START Records
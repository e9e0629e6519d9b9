//! Engine errors
//!
//! Three tiers:
//! - user rejections (`DuplicateVote`, `RumourNotFound`, `NotPending`,
//!   `NoPendingRumour`, `TransferRecorded`)
//! - store faults, propagated untouched
//! - score adjustment faults, which callers treat as advisory

use thiserror::Error;

use crate::models::{ProfileId, RumourId, RumourStatus};

/// Errors surfaced by vote and confirmation operations
#[derive(Debug, Error)]
pub enum EngineError {
    #[error("Already voted this way on rumour {0}")]
    DuplicateVote(RumourId),

    #[error("Rumour not found: {0}")]
    RumourNotFound(RumourId),

    #[error("Rumour {id} is already {status}")]
    NotPending { id: RumourId, status: RumourStatus },

    #[error("No pending rumour to confirm")]
    NoPendingRumour,

    #[error("Rumour {0} already has a recorded transfer; confirm it to finish")]
    TransferRecorded(RumourId),

    #[error("Rumour {id} kept changing underneath us, gave up after {attempts} attempts")]
    Contention { id: RumourId, attempts: u32 },

    #[error(transparent)]
    Store(#[from] StoreError),
}

pub type EngineResult<T> = Result<T, EngineError>;

impl EngineError {
    /// Expected, user-facing rejections. Never logged as faults.
    pub fn is_user_rejection(&self) -> bool {
        matches!(
            self,
            EngineError::DuplicateVote(_)
                | EngineError::RumourNotFound(_)
                | EngineError::NotPending { .. }
                | EngineError::NoPendingRumour
                | EngineError::TransferRecorded(_)
        )
    }
}

/// Failures of the persistent store
#[derive(Debug, Error)]
pub enum StoreError {
    #[error("Database error: {0}")]
    Database(#[from] sqlx::Error),

    /// The store lacks an optional capability (e.g. the atomic increment procedure)
    #[error("Unsupported store operation: {0}")]
    Unsupported(&'static str),

    /// A uniqueness constraint rejected the write
    #[error("Record already exists: {entity} {id}")]
    AlreadyExists { entity: &'static str, id: String },

    #[error("Invalid stored value: {field} = {value}")]
    InvalidValue { field: &'static str, value: String },

    #[error("Store unavailable: {0}")]
    Unavailable(String),
}

pub type StoreResult<T> = Result<T, StoreError>;

impl StoreError {
    pub fn already_exists(entity: &'static str, id: impl ToString) -> Self {
        StoreError::AlreadyExists {
            entity,
            id: id.to_string(),
        }
    }

    pub fn is_already_exists(&self) -> bool {
        matches!(self, StoreError::AlreadyExists { .. })
    }
}

/// Failures of the trust score adjuster
#[derive(Debug, Error)]
pub enum AdjustError {
    #[error("Profile not found: {0}")]
    ProfileNotFound(ProfileId),

    #[error("Failed to update trust score for {profile_id}: {reason}")]
    UpdateFailed { profile_id: ProfileId, reason: String },
}

pub type AdjustResult<T> = Result<T, AdjustError>;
END Records
Begin with the line that holds "pub fn already_exists(entity: &'static" and write out each line from there to the end of the material, exactly as it stands. Include nothing else.

*Your solution:*
    pub fn already_exists(entity: &'static str, id: impl ToString) -> Self {
        StoreError::AlreadyExists {
            entity,
            id: id.to_string(),
        }
    }

    pub fn is_already_exists(&self) -> bool {
        matches!(self, StoreError::AlreadyExists { .. })
    }
}

/// Failures of the trust score adjuster
#[derive(Debug, Error)]
pub enum AdjustError {
    #[error("Profile not found: {0}")]
    ProfileNotFound(ProfileId),

    #[error("Failed to update trust score for {profile_id}: {reason}")]
    UpdateFailed { profile_id: ProfileId, reason: String },
}

pub type AdjustResult<T> = Result<T, AdjustError>;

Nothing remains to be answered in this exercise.